• Jelajahi

    Copyright © Citra Nusa Online

    Iklan

    Iklan

    Benarkah Ada Bos Sapi di Ujung Jalan Bokong-Lelogama Rp 185 M?

    PT Mitratin Group
    Wednesday, July 3, 2019, July 03, 2019 WIB Last Updated 2019-07-02T23:04:09Z


    (Ulasan Redaksi)
    DALAM sidang Paripurna tanggal 19 Juni 2019 lalu, Fraksi Partai Demokrat (FPD) Dewan Perwakilan Daerah (DPRD) NTT mengungkapkan adanya pergeseran dan penggunaan Anggaran Pendapatan dan Belanja (APBD) NTT Tahun Anggaran (TA) 2019 senilai lebih dari Rp 60 milyar tanpa sepengetahuan DPRD NTT sebagai lembaga pemegang legitimasi APBD.
    Adanya pergeseran anggaran siluman yang diungkapkan FPD dan dipublikasikan berbagai media tersebut tentu saja menyontak publik dijagat Flobamora? Masalah ini pun menjadi diskusi hangat berbagai kelompok, mulai dari kelompok arisan, group Face Book, Whats App, hingga kalangan birokrasi dan DPRD dalam 1 bulan belakangan ini.
    Dalam diskusi itu muncul berbagai pertanyaan, analisa dan spekulasi seputar pergeseran dan penggunaan dana tersebut. Namun pertanyaan mendasar yang mengemuka dalam diskusi tersebut adalah : Apa urgensi dari pergeseran anggaran Rp 60 M tersebut? Apa kepentingan Pemprov NTT dibalik alokasi anggaran Rp 185 M untuk membangun jalan milik Pemkab Kupang itu?
    Padahal disisi lain, Pemprov NTT tak mampu membiayai pembangunan jalan provinsi. Bahkan Pemprov akan meminjam dana dari pihak ketiga hingga Rp 1 triliun (tapi ditolak DPRD) untuk membangun sekitar 1000 km jalan provinsi untuk mewujudkan janji manis kampanye Viktory Joss dalam Pilgub 2019 lalu guna menuntaskan pembangunan jalan provinsi dalam tempo 3 tahun.
    Lalu kemudian, pertanyaan, analisis dan berbagai spekulasi itu pun dijawab Pemprov NTT dengan entengnya, bahwa tujuan pembangunan sekitar 40 km jalam dari Bokong ke Lelogama, yakni : 1) untuk menunjang pariwisata langit gelap dan pembangunan observatorium di Gunung Timau; 2) membuka keterisolasian di wilayah Amfoang Selatan yang merupakan daerah perbatasan.
    Jika itu jawabannya, mari kita bedah jawaban itu berdasarkan fakta yang sebenarnya di wilayah tersebut.
    1. Untuk menunjang pariwisata langit gelap di Gunung Timau, benarkah?
    Faktanya, jalan Bokong-Lelogama tersebut tidak menuju ke lokasi pembangunan observatorium tersebut.

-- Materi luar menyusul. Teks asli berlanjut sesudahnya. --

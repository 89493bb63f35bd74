//! CLI entrypoint for the Trawl structural search tool.
//!
//! The binary delegates to [`trawl_cli::run`], which parses arguments,
//! installs telemetry, runs the search, and writes results.

use std::io::{self, StderrLock, StdoutLock};
use std::process::ExitCode;

fn main() -> ExitCode {
    let mut stdout: StdoutLock<'_> = io::stdout().lock();
    let mut stderr: StderrLock<'_> = io::stderr().lock();
    trawl_cli::run(std::env::args_os(), &mut stdout, &mut stderr)
}
//! Enumeration of files to search.

use std::path::{Path, PathBuf};

use trawl_syntax::SupportedLanguage;
use walkdir::{DirEntry, WalkDir};

use crate::cancellation::CancellationToken;
use crate::error::TaskError;

/// A file or directory reported by a [`FileIndex`].
#[derive(Debug, Clone, PartialEq, Eq)]
pub struct IndexedFile {
    path: PathBuf,
    is_directory: bool,
    language: Option<SupportedLanguage>,
}

impl IndexedFile {
    /// Describes a regular file, detecting its language from the extension.
    #[must_use]
    pub fn file(path: impl Into<PathBuf>) -> Self {
        let owned = path.into();
        let language = SupportedLanguage::from_path(&owned);
        Self {
            path: owned,
            is_directory: false,
            language,
        }
    }

    /// Describes a directory.
    #[must_use]
    pub fn directory(path: impl Into<PathBuf>) -> Self {
        Self {
            path: path.into(),
            is_directory: true,
            language: None,
        }
    }

    /// Describes a source that exists only in memory.
    #[must_use]
    pub fn in_memory(label: impl Into<PathBuf>, language: SupportedLanguage) -> Self {
        Self {
            path: label.into(),
            is_directory: false,
            language: Some(language),
        }
    }

    /// Returns the path.
    #[must_use]
    pub fn path(&self) -> &Path {
        &self.path
    }

    /// Returns whether this entry is a directory.
    #[must_use]
    pub const fn is_directory(&self) -> bool {
        self.is_directory
    }

    /// Returns the detected language, if the file type is recognised.
    #[must_use]
    pub const fn language(&self) -> Option<SupportedLanguage> {
        self.language
    }
}

/// Source of the files a workspace-wide search visits.
pub trait FileIndex {
    /// Calls `visitor` for every indexable entry until it returns `false`.
    ///
    /// # Errors
    ///
    /// Returns [`TaskError::Cancelled`] if cancellation is observed during
    /// the walk.
    fn iterate_indexable_files(
        &self,
        visitor: &mut dyn FnMut(&IndexedFile) -> bool,
        cancellation: &CancellationToken,
    ) -> Result<(), TaskError>;
}

/// [`FileIndex`] backed by a recursive directory walk.
///
/// Entries are visited in file-name order. Hidden entries below the root are
/// skipped together with their contents.
#[derive(Debug, Clone)]
pub struct WalkdirIndex {
    root: PathBuf,
}

impl WalkdirIndex {
    /// Creates an index rooted at `root`.
    #[must_use]
    pub fn new(root: impl Into<PathBuf>) -> Self {
        Self { root: root.into() }
    }

    /// Returns the root directory.
    #[must_use]
    pub fn root(&self) -> &Path {
        &self.root
    }
}

impl FileIndex for WalkdirIndex {
    fn iterate_indexable_files(
        &self,
        visitor: &mut dyn FnMut(&IndexedFile) -> bool,
        cancellation: &CancellationToken,
    ) -> Result<(), TaskError> {
        let walker = WalkDir::new(&self.root)
            .sort_by_file_name()
            .into_iter()
            .filter_entry(|entry| entry.depth() == 0 || !is_hidden(entry));

        for walked in walker {
            if cancellation.is_cancelled() {
                return Err(TaskError::Cancelled);
            }
            let entry = match walked {
                Ok(entry) => entry,
                Err(error) => {
                    tracing::warn!(
                        target: "trawl::workspace",
                        event = "walk_failed",
                        error = %error,
                    );
                    continue;
                }
            };
            let file = if entry.file_type().is_dir() {
                IndexedFile::directory(entry.into_path())
            } else {
                IndexedFile::file(entry.into_path())
            };
            if !visitor(&file) {
                break;
            }
        }
        Ok(())
    }
}

fn is_hidden(entry: &DirEntry) -> bool {
    entry
        .file_name()
        .to_str()
        .is_some_and(|name| name.starts_with('.'))
}
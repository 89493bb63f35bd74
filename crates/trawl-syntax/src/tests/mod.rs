//! Unit and behaviour tests for `trawl_syntax`.
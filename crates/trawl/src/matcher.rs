//! Search entry points.

use std::collections::BTreeMap;
use std::sync::Arc;

use trawl_core::{Configuration, MatchOptions, MatchResult};
use trawl_syntax::{Node, NodeIterator, ParseResult, Parser};

use crate::cancellation::CancellationToken;
use crate::compiler::{CompiledPattern, PatternCompiler};
use crate::context::MatchContext;
use crate::down_up;
use crate::error::{MatchError, TaskError};
use crate::scheduler::{MatchingProcess, SchedulerState, TaskRunner, TaskScheduler};
use crate::sink::{CollectingMatchResultSink, MatchResultSink, ProgressIndicator};
use crate::visitor;
use crate::workspace::{IndexedFile, Workspace};

const MATCHER_TARGET: &str = "trawl::matcher";

/// What a search visits.
#[derive(Debug, Clone)]
pub enum SearchScope<'a> {
    /// Every indexable file of the workspace in the pattern's language.
    Workspace,
    /// Explicit subtrees.
    Elements(Vec<ScopeElement<'a>>),
}

/// A subtree to search: a node together with the tree it belongs to.
#[derive(Debug, Clone, Copy)]
pub struct ScopeElement<'a> {
    tree: &'a ParseResult,
    node: Node<'a>,
}

impl<'a> ScopeElement<'a> {
    /// Creates an element for `node` in `tree`.
    #[must_use]
    pub const fn new(tree: &'a ParseResult, node: Node<'a>) -> Self {
        Self { tree, node }
    }

    /// Creates an element covering the whole of `tree`.
    #[must_use]
    pub fn root(tree: &'a ParseResult) -> Self {
        Self::new(tree, tree.root_node())
    }

    /// Returns the tree.
    #[must_use]
    pub const fn tree(&self) -> &'a ParseResult {
        self.tree
    }

    /// Returns the node.
    #[must_use]
    pub const fn node(&self) -> Node<'a> {
        self.node
    }
}

/// One unit of scheduled work.
#[derive(Debug, Clone)]
pub enum MatchTask<'a> {
    /// Search a whole file from the workspace.
    File(IndexedFile),
    /// Search one explicit subtree.
    Element(ScopeElement<'a>),
}

struct Session<'a> {
    workspace: &'a Workspace,
    context: MatchContext<'a>,
    cancellation: CancellationToken,
    progress: Option<Arc<dyn ProgressIndicator>>,
    scanned: usize,
    total: usize,
}
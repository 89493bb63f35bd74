//! Language-specific adjustments to matching.

use trawl_syntax::{Node, ParseResult, SupportedLanguage};

/// Hooks through which a language can adjust matching.
pub trait StructuralProfile {
    /// Returns the nodes of a tree that a file-level search starts from.
    fn extend_match_one_file<'t>(&self, tree: &'t ParseResult) -> Vec<Node<'t>> {
        vec![tree.root_node()]
    }

    /// Returns the pattern node ancestor climbing starts from.
    fn extend_matched_by_down_up<'p>(&self, target: Node<'p>) -> Node<'p> {
        target
    }

    /// Normalises a node reached while climbing in loose mode.
    fn update_current_node<'n>(&self, node: Node<'n>, _language: SupportedLanguage) -> Node<'n> {
        node
    }
}

/// Profile that looks through wrapper nodes in loose mode.
#[derive(Debug, Clone, Copy, Default)]
pub struct DefaultProfile;

impl StructuralProfile for DefaultProfile {
    fn update_current_node<'n>(&self, node: Node<'n>, language: SupportedLanguage) -> Node<'n> {
        let wrappers = language.wrapper_kinds();
        let mut current = node;
        while wrappers.contains(&current.kind()) {
            match current.parent() {
                Some(parent) => current = parent,
                None => break,
            }
        }
        current
    }
}
//! Batched, resumable execution of search tasks.
//!
//! Tasks are queued up front and drained last-in first-out. Draining can be
//! paused from inside a task (through a [`MatchingProcess`] handle held by
//! the sink) and resumed later. Clearing the schedule runs the end action and
//! closes the batch exactly once.

use std::sync::Arc;
use std::sync::atomic::{AtomicU8, Ordering};

use crate::cancellation::CancellationToken;
use crate::error::{MatchError, TaskError};

const SCHEDULER_TARGET: &str = "trawl::scheduler";

/// Where a scheduler is in its lifecycle.
#[derive(Debug, Clone, Copy, PartialEq, Eq)]
#[repr(u8)]
pub enum SchedulerState {
    /// Not yet initialised.
    Idle = 0,
    /// Draining tasks.
    Running = 1,
    /// Paused with tasks still queued.
    Suspended = 2,
    /// Finished, stopped, or cancelled.
    Ended = 3,
}

impl SchedulerState {
    const fn from_raw(raw: u8) -> Self {
        match raw {
            1 => Self::Running,
            2 => Self::Suspended,
            3 => Self::Ended,
            _ => Self::Idle,
        }
    }
}

/// Shared handle for pausing or stopping a running search.
///
/// Clones control the same scheduler.
#[derive(Debug, Clone)]
pub struct MatchingProcess {
    state: Arc<AtomicU8>,
}

impl Default for MatchingProcess {
    fn default() -> Self {
        Self {
            state: Arc::new(AtomicU8::new(SchedulerState::Idle as u8)),
        }
    }
}

impl MatchingProcess {
    /// Returns the current state.
    #[must_use]
    pub fn state(&self) -> SchedulerState {
        SchedulerState::from_raw(self.state.load(Ordering::SeqCst))
    }

    /// Suspends draining after the current task. Only a running search can
    /// be paused.
    pub fn pause(&self) {
        if !self.transition(SchedulerState::Running, SchedulerState::Suspended) {
            tracing::trace!(target: SCHEDULER_TARGET, event = "pause_ignored");
        }
    }

    /// Ends the search. Queued tasks are discarded.
    pub fn stop(&self) {
        self.set(SchedulerState::Ended);
    }

    fn transition(&self, from: SchedulerState, to: SchedulerState) -> bool {
        self.state
            .compare_exchange(from as u8, to as u8, Ordering::SeqCst, Ordering::SeqCst)
            .is_ok()
    }

    fn set(&self, state: SchedulerState) {
        self.state.store(state as u8, Ordering::SeqCst);
    }
}

/// Executes tasks on behalf of a [`TaskScheduler`].
pub trait TaskRunner<T> {
    /// Runs one task.
    ///
    /// # Errors
    ///
    /// Non-fatal errors are logged and skipped; fatal ones end the search.
    fn run(&mut self, task: T) -> Result<(), TaskError>;

    /// Called when a schedule is initialised.
    fn start_batch_processing(&mut self) {}

    /// Called once when a schedule is cleared.
    fn finish_batch_processing(&mut self) {}
}

type EndAction<C> = Box<dyn FnOnce(&mut C)>;

/// LIFO task queue with pause, resume, and stop.
pub struct TaskScheduler<T, C> {
    process: MatchingProcess,
    tasks: Option<Vec<T>>,
    end_action: Option<EndAction<C>>,
    cancellation: CancellationToken,
}

impl<T, C> std::fmt::Debug for TaskScheduler<T, C> {
    fn fmt(&self, f: &mut std::fmt::Formatter<'_>) -> std::fmt::Result {
        f.debug_struct("TaskScheduler")
            .field("state", &self.process.state())
            .field("pending", &self.pending())
            .field("has_end_action", &self.end_action.is_some())
            .finish_non_exhaustive()
    }
}

impl<T, C> TaskScheduler<T, C> {
    /// Returns the current state.
    #[must_use]
    pub fn state(&self) -> SchedulerState {
        self.process.state()
    }

    /// Returns the number of queued tasks.
    #[must_use]
    pub fn pending(&self) -> usize {
        self.tasks.as_ref().map_or(0, Vec::len)
    }
}

impl<T, C: TaskRunner<T>> TaskScheduler<T, C> {
    /// Creates an idle scheduler that observes `cancellation`.
    #[must_use]
    pub fn new(cancellation: CancellationToken) -> Self {
        Self {
            process: MatchingProcess::default(),
            tasks: None,
            end_action: None,
            cancellation,
        }
    }

    /// Replaces the cancellation token.
    pub fn set_cancellation(&mut self, cancellation: CancellationToken) {
        self.cancellation = cancellation;
    }

    /// Returns a handle that can pause or stop this scheduler.
    #[must_use]
    pub fn matching_process(&self) -> MatchingProcess {
        self.process.clone()
    }

    /// Starts a new schedule and opens a batch on `runner`.
    pub fn init(&mut self, runner: &mut C) {
        self.process.set(SchedulerState::Running);
        self.tasks = Some(Vec::new());
        self.end_action = None;
        runner.start_batch_processing();
    }

    /// Queues a task. Ignored when no schedule is active.
    pub fn add_one_task(&mut self, task: T) {
        if let Some(tasks) = self.tasks.as_mut() {
            tasks.push(task);
        }
    }

    /// Sets the action run when the schedule is cleared.
    pub fn set_end_action(&mut self, action: impl FnOnce(&mut C) + 'static) {
        self.end_action = Some(Box::new(action));
    }

    /// Suspends draining. See [`MatchingProcess::pause`].
    pub fn pause(&self) {
        self.process.pause();
    }

    /// Resumes a suspended schedule and keeps draining. Does nothing unless
    /// the scheduler is suspended.
    ///
    /// # Errors
    ///
    /// As for [`execute_next`](Self::execute_next).
    pub fn resume(&mut self, runner: &mut C) -> Result<(), MatchError> {
        if self
            .process
            .transition(SchedulerState::Suspended, SchedulerState::Running)
        {
            self.execute_next(runner)
        } else {
            Ok(())
        }
    }

    /// Ends the schedule, discarding queued tasks and running the end action.
    pub fn stop(&mut self, runner: &mut C) {
        self.process.stop();
        self.clear_schedule(runner);
    }

    /// Drains tasks until the queue is empty, the scheduler is paused or
    /// stopped, or cancellation is observed.
    ///
    /// # Errors
    ///
    /// Returns [`MatchError::Cancelled`] when cancelled, or the error carried
    /// by a [`TaskError::Fatal`]. The schedule is cleared in both cases.
    pub fn execute_next(&mut self, runner: &mut C) -> Result<(), MatchError> {
        loop {
            match self.process.state() {
                SchedulerState::Running => {}
                SchedulerState::Suspended => return Ok(()),
                SchedulerState::Idle | SchedulerState::Ended => break,
            }
            if self.cancellation.is_cancelled() {
                tracing::info!(target: SCHEDULER_TARGET, event = "search_cancelled");
                self.stop(runner);
                return Err(MatchError::Cancelled);
            }
            let Some(task) = self.tasks.as_mut().and_then(Vec::pop) else {
                self.process.set(SchedulerState::Ended);
                break;
            };
            if let Err(error) = runner.run(task) {
                if error.is_fatal() {
                    self.stop(runner);
                    return Err(error.into_match_error());
                }
                tracing::warn!(
                    target: SCHEDULER_TARGET,
                    event = "task_failed",
                    error = %error,
                );
            }
        }
        if self.process.state() == SchedulerState::Ended {
            self.clear_schedule(runner);
        }
        Ok(())
    }

    fn clear_schedule(&mut self, runner: &mut C) {
        if self.tasks.take().is_some() {
            if let Some(action) = self.end_action.take() {
                action(runner);
            }
            runner.finish_batch_processing();
            tracing::debug!(target: SCHEDULER_TARGET, event = "schedule_cleared");
        }
    }
}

Jalan menuju observatorium tersebut melalui jalan lain, yakni jalan poros tengah yang telah menjadi jalan strategis nasional. Jalan ini telah dibangun oleh pemerintah pusat (jalan hotmix) dengan anggaran lebih dari Rp 200 M. Jalan tersebut telah dibangun puluhan kilometer hingga mencapai sekitar 1 km dari kaki Gunung Timau.
    Kalau memang demikian maka Jawaban Pemprov tersebut sebenarnya hanya untuk mengelabui kalangan anggota DPRD NTT dan publik NTT yang tidak mengenal geografi dan topografi wilayah tersebut. Waaah! Rupanya ada yang bertingkah seperti abunawas?
    2. Membuka keterisolasia di wilayah perbatasan?
    Sekilas, jawaban kedua itu mungkin ada benarnya bagi anggota DPRD NTT dan publik NTT yang tak mengenal geografi dan topografi wilayah tersebut. Faktanya, dari topografi wilayahnya, akan sangat sulit membangun jalan dari Lelogama, ibu kota Kecamatan Amfoang Selatan ke Naikliu, ibu kota Kecamatan Amfoang Utara.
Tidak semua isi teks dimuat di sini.